A communication is confidential when its maker intends that it not be disclosed. In most relationships, there is no ethical obligation to maintain a confidence; it's merely good manners. A CPA's relationship with his or her clients is something more, however, and so CPAs impose upon themselves an ethical imperative of maintaining client confidences in rule 301 of the Code of Professional Conduct. State laws and IRC sections 6713 and 7216 also impose confidentiality requirements on CPA tax preparers.
Of course, all confidentiality requirements have exceptions for certain disclosures. For instance, the Code of Professional Conduct places the CPA's obligation to respond to a validly issued subpoena or summons above the requirement to maintain confidentiality. The same is true of the IRC's confidentiality requirements, which permit disclosure in peer reviews.
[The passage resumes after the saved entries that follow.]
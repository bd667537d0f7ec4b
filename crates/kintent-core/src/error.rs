//! Error types for intent validation and manifest parsing.

use thiserror::Error;

/// An intent field failed validation.
#[derive(Debug, Clone, PartialEq, Eq, Error)]
#[error("invalid intent field '{field}': {reason}")]
pub struct IntentError {
    /// Name of the offending field.
    pub field: &'static str,
    /// Why the value was rejected.
    pub reason: String,
}

impl IntentError {
    pub fn new(field: &'static str, reason: impl Into<String>) -> Self {
        Self {
            field,
            reason: reason.into(),
        }
    }
}

/// A cluster object could not be read into a typed manifest.
#[derive(Debug, Error)]
pub enum ManifestError {
    /// A required field is absent from the object.
    #[error("missing field '{0}' in cluster object")]
    MissingField(&'static str),

    /// The object's kind is not one kintent manages.
    #[error("unsupported resource kind '{0}'")]
    UnsupportedKind(String),

    /// Serialization error.
    #[error("serialization error: {0}")]
    Json(#[from] serde_json::Error),

    /// YAML serialization error.
    #[error("YAML serialization error: {0}")]
    Yaml(#[from] serde_yaml::Error),
}
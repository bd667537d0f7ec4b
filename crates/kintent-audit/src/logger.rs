//! The append-only audit log.

use crate::error::AuditError;
use crate::record::{AuditRecord, Outcome};
use crate::storage::{AuditStorage, create_storage};
use chrono::{DateTime, Utc};
use kintent_core::AuditConfig;
use std::sync::Arc;
use tokio::sync::Mutex;
use uuid::Uuid;

/// Append-only log of reconcile attempts.
///
/// Sequence numbers are assigned under a lock in completion order, and a
/// number is only consumed once the record is durably stored.
pub struct AuditLog {
    storage: Arc<dyn AuditStorage>,
    next_sequence: Mutex<u64>,
}

impl AuditLog {
    /// Open the log described by `config`.
    pub fn open(config: &AuditConfig) -> Result<Self, AuditError> {
        let storage: Arc<dyn AuditStorage> = Arc::from(create_storage(config)?);
        Ok(Self::with_storage(storage))
    }

    /// Create a log over a custom storage backend.
    pub fn with_storage(storage: Arc<dyn AuditStorage>) -> Self {
        let next = storage.last_sequence().map(|s| s + 1).unwrap_or(0);
        Self {
            storage,
            next_sequence: Mutex::new(next),
        }
    }

    /// Assign `sequence` and `recorded_at`, then persist.
    pub async fn append(&self, mut record: AuditRecord) -> Result<AuditRecord, AuditError> {
        let mut next = self.next_sequence.lock().await;
        record.sequence = *next;
        record.recorded_at = Utc::now();

        self.storage.store(&record).await?;
        *next += 1;

        tracing::debug!(
            record_id = %record.id,
            sequence = record.sequence,
            correlation_id = %record.correlation_id,
            attempt = record.attempt,
            outcome = %record.outcome,
            "Audit record appended"
        );
        Ok(record)
    }

    pub async fn query(&self, filter: &AuditFilter) -> Result<Vec<AuditRecord>, AuditError> {
        self.storage.query(filter).await
    }

    pub async fn get(&self, id: Uuid) -> Result<Option<AuditRecord>, AuditError> {
        self.storage.get(id).await
    }
}

/// Filter for querying audit records.
#[derive(Debug, Clone, Default)]
pub struct AuditFilter {
    /// Records at or after this time.
    pub since: Option<DateTime<Utc>>,
    /// Records at or before this time.
    pub until: Option<DateTime<Utc>>,
    /// Filter by intent resource name.
    pub name: Option<String>,
    /// Filter by intent namespace.
    pub namespace: Option<String>,
    pub outcome: Option<Outcome>,
    pub correlation_id: Option<Uuid>,
    /// Maximum number of results.
    pub limit: Option<usize>,
    /// Offset for pagination.
    pub offset: Option<usize>,
}

impl AuditFilter {
    pub fn matches(&self, record: &AuditRecord) -> bool {
        if self.since.is_some_and(|since| record.recorded_at < since) {
            return false;
        }
        if self.until.is_some_and(|until| record.recorded_at > until) {
            return false;
        }
        if self.name.as_deref().is_some_and(|n| n != record.intent.name()) {
            return false;
        }
        if self
            .namespace
            .as_deref()
            .is_some_and(|ns| ns != record.intent.namespace())
        {
            return false;
        }
        if self.outcome.is_some_and(|o| o != record.outcome) {
            return false;
        }
        if self
            .correlation_id
            .is_some_and(|id| id != record.correlation_id)
        {
            return false;
        }
        true
    }
}
//! # kintent-diff
//!
//! Computes the minimal [`ChangeSet`] that moves observed cluster state to the
//! state a [`ManifestSet`] describes.
//!
//! [`diff`] is pure and works on an existing [`ClusterSnapshot`].
//! [`DiffEngine::plan`] takes the snapshot itself through a [`ClusterReader`].

use kintent_core::merge;
use kintent_core::{
    Change, ChangeSet, ClassifiedError, ClusterReader, ClusterSnapshot, DesiredResource,
    ManifestSet, ObservedResource, ResourceRef,
};
use std::sync::Arc;
use thiserror::Error;

#[derive(Debug, Clone, PartialEq, Error)]
pub enum DiffError {
    /// A patch was requested for a resource that does not exist.
    #[error("cannot patch {0}: resource does not exist")]
    TargetMissing(ResourceRef),

    /// The snapshot has no entry for a resource the manifest set names.
    #[error("snapshot does not cover {0}")]
    NotObserved(ResourceRef),

    #[error("failed to read cluster state: {0}")]
    Cluster(#[from] ClassifiedError),
}

/// Diff `desired` against `observed`.
///
/// A resource that is mid-rollout or terminating turns the whole result into
/// a conflict change set, regardless of what else would have been emitted.
pub fn diff(desired: &ManifestSet, observed: &ClusterSnapshot) -> Result<ChangeSet, DiffError> {
    let mut current = Vec::with_capacity(desired.resources.len());
    for resource in &desired.resources {
        let target = resource.resource_ref();
        let entry = observed
            .resources
            .get(&target)
            .ok_or_else(|| DiffError::NotObserved(target.clone()))?;
        current.push((resource, entry.as_ref()));
    }

    for (resource, entry) in &current {
        if let Some(reason) = entry.and_then(ObservedResource::conflict_reason) {
            let target = resource.resource_ref();
            tracing::warn!(target = %target, reason = %reason, "Observed state is not stable");
            return Ok(ChangeSet::conflict(
                desired.intent.clone(),
                observed.taken_at,
                target,
                reason,
            ));
        }
    }

    let mut changes = Vec::new();
    for (resource, entry) in current {
        if let Some(change) = diff_resource(resource, entry)? {
            changes.push(change);
        }
    }

    Ok(ChangeSet::new(desired.intent.clone(), observed.taken_at, changes))
}

fn diff_resource(
    desired: &DesiredResource,
    observed: Option<&ObservedResource>,
) -> Result<Option<Change>, DiffError> {
    match (desired, observed) {
        (DesiredResource::Apply(manifest), None) => Ok(Some(Change::Create {
            target: manifest.resource_ref(),
            manifest: manifest.clone(),
        })),
        (DesiredResource::Patch(manifest), None) => {
            Err(DiffError::TargetMissing(manifest.resource_ref()))
        }
        (DesiredResource::Apply(manifest) | DesiredResource::Patch(manifest), Some(current)) => {
            let (patch, fields) = merge::subset_patch(&manifest.body(), &current.manifest.body());
            Ok(patch.map(|patch| Change::Update {
                target: manifest.resource_ref(),
                expected_version: Some(current.resource_version.clone()),
                prior: Some(current.clone()),
                patch,
                fields,
            }))
        }
        (DesiredResource::Absent(target), Some(current)) => Ok(Some(Change::Delete {
            target: target.clone(),
            expected_version: Some(current.resource_version.clone()),
            prior: Some(current.clone()),
        })),
        (DesiredResource::Absent(_), None) => Ok(None),
    }
}

/// Plans change sets against live cluster state.
#[derive(Clone)]
pub struct DiffEngine {
    reader: Arc<dyn ClusterReader>,
}

impl DiffEngine {
    pub fn new(reader: Arc<dyn ClusterReader>) -> Self {
        Self { reader }
    }

    /// Read every resource `desired` names into a fresh snapshot.
    pub async fn snapshot(&self, desired: &ManifestSet) -> Result<ClusterSnapshot, ClassifiedError> {
        let mut snapshot = ClusterSnapshot::new();
        for target in desired.resource_refs() {
            let observed = self.reader.get(&target).await?;
            snapshot.record(target, observed);
        }
        Ok(snapshot)
    }

    /// Snapshot the cluster and diff against it.
    pub async fn plan(&self, desired: &ManifestSet) -> Result<ChangeSet, DiffError> {
        let snapshot = self.snapshot(desired).await?;
        let change_set = diff(desired, &snapshot)?;
        tracing::info!(
            intent_id = %desired.intent.id(),
            changeset_id = %change_set.id,
            changes = change_set.changes.len(),
            conflict = change_set.is_conflict(),
            "Planned change set"
        );
        Ok(change_set)
    }
}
The attorney-client privilege also has exceptions; it will not apply where the client intends to commit a crime or fraud, or to the extent an attorney needs to disclose client information in the attorney's own defense.
Who Holds the Privilege?
CPAs must remember that it is the client and not the consulted professional who holds the privilege and protection. It is the client who asserts and owns a privilege, not the client's professional advisor, unless the professional is asserting it on the client's behalf.
What's Needed for the Privilege?
The new tax advisor privilege is an extension of the attorney-client privilege. So it will never apply where the attorney-client privilege would not. The following conditions must exist for the privilege to apply:
There must be the right kind of relationship. If a client believes she is confiding in a person who is an attorney, but in fact is not, the communication will be privileged. However, if a client confides in an attorney who is acting merely as a friend or business advisor, not as an attorney, the communication will not be privileged.
The client must expect the communication to be held in confidence and act accordingly. So, communications between lawyer and client in the middle of a baseball game or on the golf course with persons present who are outside the privileged relationship will not be privileged. If the client intends the communication to be made to a third party, the privilege will not apply.
The privilege must be intact. A client can waive a privilege, not merely through an expressed, knowing waiver, but also inadvertently. A disclosure of part of a communication can waive privilege for the entire communication. Also, the client's failure to assert a privilege can constitute a waiver.
Where Does the New Privilege Apply in Tax Practice?
The attorney-client privilege will attach to communications made in the course of tax consultation (pre-transaction tax planning) and representation before the IRS. The privilege does not apply to tax preparation for two reasons. First, some courts hold that tax preparation services are not legal services but instead are accounting services. More importantly, communications occurring in the process of tax preparation do not have an expectation of confidentiality. These communications are, after all, intended to result in disclosure to a third party, Uncle Sam. Since this information is to be disclosed to the government, either it was never confidential (and therefore never privileged) or, if it were confidential at one point, the filing of the tax return would constitute a waiver of the privilege. Note that the absence of privilege in tax preparation also applies to attorneys, a fact misunderstood by many lawyers. IRC section 7525 merely extends the attorney-client privilege. It does not create a privilege where one never existed [B. Graves, "Attorney Client Privilege in Preparation of Income Tax Returns: What Every Attorney-Preparer Should Know" 42 Tax Lawyer (Spring, 1989)1.